1.2 Characteristics of Compressed File Systems
Mobile embedded systems use the compressed file systems such as CramFS and SquashFS due to an obvious benefit for saving space [3, 10-11]. However, the compressed file systems have unacceptable overheads, which are the decompression overhead and extra buffer overhead. In general file systems such as Ext2 and Ext3 [2], when an application program requests a data page, it is just copied from a secondary storage to a main memory and then the page read from the storage is accessed by the application program, as shown in Fig. 4 (a). In contrast with the general file systems, the contents of files are stored in a compressed form to save the space of storage in the compressed file systems. Therefore a data page should be decompressed before it is accessed by an application program.

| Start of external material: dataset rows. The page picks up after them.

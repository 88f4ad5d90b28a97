//! Task definitions, execution results and per-task statistics.

use std::collections::BTreeMap;
use std::fmt;
use std::str::FromStr;
use std::time::Duration;

use chrono::{DateTime, Utc};
use serde::{Deserialize, Serialize};

use crate::error::{Error, Result};
use crate::registry::Params;

/// Lifecycle status of a task.
#[derive(Debug, Clone, Copy, PartialEq, Eq, Hash, Serialize, Deserialize)]
#[serde(rename_all = "lowercase")]
pub enum TaskStatus {
    Active,
    Paused,
    Stopped,
}

impl TaskStatus {
    pub fn as_str(self) -> &'static str {
        match self {
            Self::Active => "active",
            Self::Paused => "paused",
            Self::Stopped => "stopped",
        }
    }
}

impl fmt::Display for TaskStatus {
    fn fmt(&self, f: &mut fmt::Formatter<'_>) -> fmt::Result {
        f.write_str(self.as_str())
    }
}

impl FromStr for TaskStatus {
    type Err = Error;

    fn from_str(s: &str) -> Result<Self> {
        match s {
            "active" => Ok(Self::Active),
            "paused" => Ok(Self::Paused),
            "stopped" => Ok(Self::Stopped),
            other => Err(Error::InvalidConfig(format!("unknown task status '{other}'"))),
        }
    }
}

#[derive(Debug, Clone, Copy, PartialEq, Eq, Hash, Serialize, Deserialize)]
#[serde(rename_all = "lowercase")]
pub enum TaskType {
    Http,
    System,
}

impl TaskType {
    pub fn as_str(self) -> &'static str {
        match self {
            Self::Http => "http",
            Self::System => "system",
        }
    }
}

impl fmt::Display for TaskType {
    fn fmt(&self, f: &mut fmt::Formatter<'_>) -> fmt::Result {
        f.write_str(self.as_str())
    }
}

/// Outcome of one task fire.
#[derive(Debug, Clone, Copy, PartialEq, Eq, Hash, Serialize, Deserialize)]
#[serde(rename_all = "lowercase")]
pub enum ExecStatus {
    Running,
    Success,
    Failed,
    Timeout,
}

impl ExecStatus {
    pub fn as_str(self) -> &'static str {
        match self {
            Self::Running => "running",
            Self::Success => "success",
            Self::Failed => "failed",
            Self::Timeout => "timeout",
        }
    }
}

impl fmt::Display for ExecStatus {
    fn fmt(&self, f: &mut fmt::Formatter<'_>) -> fmt::Result {
        f.write_str(self.as_str())
    }
}

/// Configuration of an HTTP task.
///
/// Missing fields take their defaults on decode; explicit values, including
/// `retry_count: 0`, are kept as given.
#[derive(Debug, Clone, PartialEq, Serialize, Deserialize)]
pub struct HttpConfig {
    pub url: String,
    #[serde(default = "default_method")]
    pub method: String,
    #[serde(default)]
    pub headers: BTreeMap<String, String>,
    #[serde(default)]
    pub body: String,
    #[serde(default = "default_timeout", with = "duration_nanos")]
    pub timeout: Duration,
    #[serde(default = "default_retry_count")]
    pub retry_count: u32,
    #[serde(default = "default_retry_delay", with = "duration_nanos")]
    pub retry_delay: Duration,
    #[serde(default = "default_expected_code")]
    pub expected_code: u16,
}

impl HttpConfig {
    pub fn new(url: impl Into<String>) -> Self {
        Self {
            url: url.into(),
            method: default_method(),
            headers: BTreeMap::new(),
            body: String::new(),
            timeout: default_timeout(),
            retry_count: default_retry_count(),
            retry_delay: default_retry_delay(),
            expected_code: default_expected_code(),
        }
    }
}

/// Configuration of a system task, run through a registered handler.
#[derive(Debug, Clone, PartialEq, Serialize, Deserialize)]
pub struct SystemConfig {
    pub handler_name: String,
    #[serde(default)]
    pub parameters: Params,
    #[serde(default = "default_timeout", with = "duration_nanos")]
    pub timeout: Duration,
    #[serde(default = "default_retry_count")]
    pub retry_count: u32,
    #[serde(default = "default_retry_delay", with = "duration_nanos")]
    pub retry_delay: Duration,
}

impl SystemConfig {
    pub fn new(handler_name: impl Into<String>) -> Self {
        Self {
            handler_name: handler_name.into(),
            parameters: Params::new(),
            timeout: default_timeout(),
            retry_count: default_retry_count(),
            retry_delay: default_retry_delay(),
        }
    }
}

/// Type-specific part of a task, encoded as `"type"` plus `"config"`.
#[derive(Debug, Clone, PartialEq, Serialize, Deserialize)]
#[serde(tag = "type", content = "config", rename_all = "lowercase")]
pub enum TaskKind {
    Http(HttpConfig),
    System(SystemConfig),
}

impl TaskKind {
    pub fn task_type(&self) -> TaskType {
        match self {
            Self::Http(_) => TaskType::Http,
            Self::System(_) => TaskType::System,
        }
    }

    /// Whole-execution timeout, retries included. Zero means "use the default".
    pub fn timeout(&self) -> Duration {
        match self {
            Self::Http(c) => c.timeout,
            Self::System(c) => c.timeout,
        }
    }

    pub fn retry_count(&self) -> u32 {
        match self {
            Self::Http(c) => c.retry_count,
            Self::System(c) => c.retry_count,
        }
    }

    pub fn retry_delay(&self) -> Duration {
        match self {
            Self::Http(c) => c.retry_delay,
            Self::System(c) => c.retry_delay,
        }
    }
}

/// A schedulable unit: a cron expression plus what to run.
#[derive(Debug, Clone, PartialEq, Serialize, Deserialize)]
pub struct Task {
    pub id: String,
    pub name: String,
    #[serde(default)]
    pub description: String,
    #[serde(default)]
    pub created_by: String,
    pub cron: String,
    pub status: TaskStatus,
    pub created_at: DateTime<Utc>,
    pub updated_at: DateTime<Utc>,
    #[serde(flatten)]
    pub kind: TaskKind,
}

impl Task {
    /// Build an active task with a fresh id.
    pub fn new(name: impl Into<String>, cron: impl Into<String>, kind: TaskKind) -> Self {
        let now = Utc::now();
        Self {
            id: uuid::Uuid::new_v4().to_string(),
            name: name.into(),
            description: String::new(),
            created_by: String::new(),
            cron: cron.into(),
            status: TaskStatus::Active,
            created_at: now,
            updated_at: now,
            kind,
        }
    }

    pub fn task_type(&self) -> TaskType {
        self.kind.task_type()
    }

    pub fn set_status(&mut self, status: TaskStatus) {
        self.status = status;
        self.updated_at = Utc::now();
    }
}

/// Result of a single fire, persisted to the execution history.
#[derive(Debug, Clone, PartialEq, Serialize, Deserialize)]
pub struct ExecResult {
    pub task_id: String,
    pub status: ExecStatus,
    pub start_time: DateTime<Utc>,
    pub end_time: DateTime<Utc>,
    #[serde(with = "duration_nanos")]
    pub duration: Duration,
    #[serde(default)]
    pub output: String,
    #[serde(default)]
    pub error: String,
    /// Index of the attempt that produced this result.
    #[serde(default)]
    pub retry: u32,
}

impl ExecResult {
    pub(crate) fn running(task_id: impl Into<String>) -> Self {
        let now = Utc::now();
        Self {
            task_id: task_id.into(),
            status: ExecStatus::Running,
            start_time: now,
            end_time: now,
            duration: Duration::ZERO,
            output: String::new(),
            error: String::new(),
            retry: 0,
        }
    }

    /// Stamp the end time and derive the duration from it.
    pub(crate) fn finish(&mut self) {
        self.end_time = Utc::now().max(self.start_time);
        self.duration = (self.end_time - self.start_time)
            .to_std()
            .unwrap_or_default();
    }

    pub fn is_success(&self) -> bool {
        self.status == ExecStatus::Success
    }
}

/// Aggregated counters for a task.
#[derive(Debug, Clone, Default, PartialEq, Serialize, Deserialize)]
pub struct TaskStats {
    pub task_id: String,
    pub run_count: u64,
    pub success_count: u64,
    pub failed_count: u64,
    pub last_run_time: Option<DateTime<Utc>>,
    /// Moving average over completed fires, in milliseconds.
    pub avg_duration_ms: f64,
}

impl TaskStats {
    pub fn new(task_id: impl Into<String>) -> Self {
        Self {
            task_id: task_id.into(),
            ..Self::default()
        }
    }

    /// Fold a finished result into the counters.
    ///
    /// `run_count` is reconciled to `success_count + failed_count` so the
    /// identity holds after every update.
    pub fn apply(&mut self, result: &ExecResult) {
        if result.is_success() {
            self.success_count += 1;
        } else {
            self.failed_count += 1;
        }
        self.run_count = self.success_count + self.failed_count;
        self.last_run_time = Some(result.start_time);

        #[allow(clippy::cast_precision_loss, reason = "counts stay far below 2^52")]
        let completed = self.run_count as f64;
        let duration_ms = result.duration.as_secs_f64() * 1000.0;
        self.avg_duration_ms = (self.avg_duration_ms * (completed - 1.0) + duration_ms) / completed;
    }
}

fn default_method() -> String {
    "GET".to_string()
}

fn default_timeout() -> Duration {
    Duration::from_secs(30)
}

fn default_retry_count() -> u32 {
    3
}

fn default_retry_delay() -> Duration {
    Duration::from_secs(5)
}

fn default_expected_code() -> u16 {
    200
}

/// `Duration` encoded as an integer count of nanoseconds.
pub mod duration_nanos {
    use std::time::Duration;

    use serde::{Deserialize, Deserializer, Serializer};

    pub fn serialize<S: Serializer>(value: &Duration, serializer: S) -> Result<S::Ok, S::Error> {
        let nanos = u64::try_from(value.as_nanos()).unwrap_or(u64::MAX);
        serializer.serialize_u64(nanos)
    }

    pub fn deserialize<'de, D: Deserializer<'de>>(deserializer: D) -> Result<Duration, D::Error> {
        // negative values are clamped to zero
        let nanos = i64::deserialize(deserializer)?;
        Ok(Duration::from_nanos(u64::try_from(nanos).unwrap_or(0)))
    }
}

This is the decompression overhead of compressed file systems, which is computationally expensive. Fig. 4(b) illustrates the decompression overhead in details.
The second overhead of compressed file systems is the extra buffer space overhead. The compressed file systems should use the extra space to extract a decompressed page from compressed pages. When an application program requests a data page, a system just copies only one compressed page to a main memory, and then tries to decompress it. Unfortunately, we cannot decompress the compressed page when the compressed page lies on the boundary of two pages. In such a case, we should copy multiple pages from the storage into the main memory. For example, CramFS copies four pages into the main memory. However, these pages are not located in a contiguous memory area. Thus, in order to extract a data page from compressed pages, we should copy them to a contiguous memory area, which is an intermediate buffer in the compressed file systems. After copying the compressed pages into the intermediate buffer, we can extract the data page from the compressed pages. This mechanism needs more the extra space and extra copying overheads than the general file systems. Fig. 5 shows the extra space overhead of compressed file systems.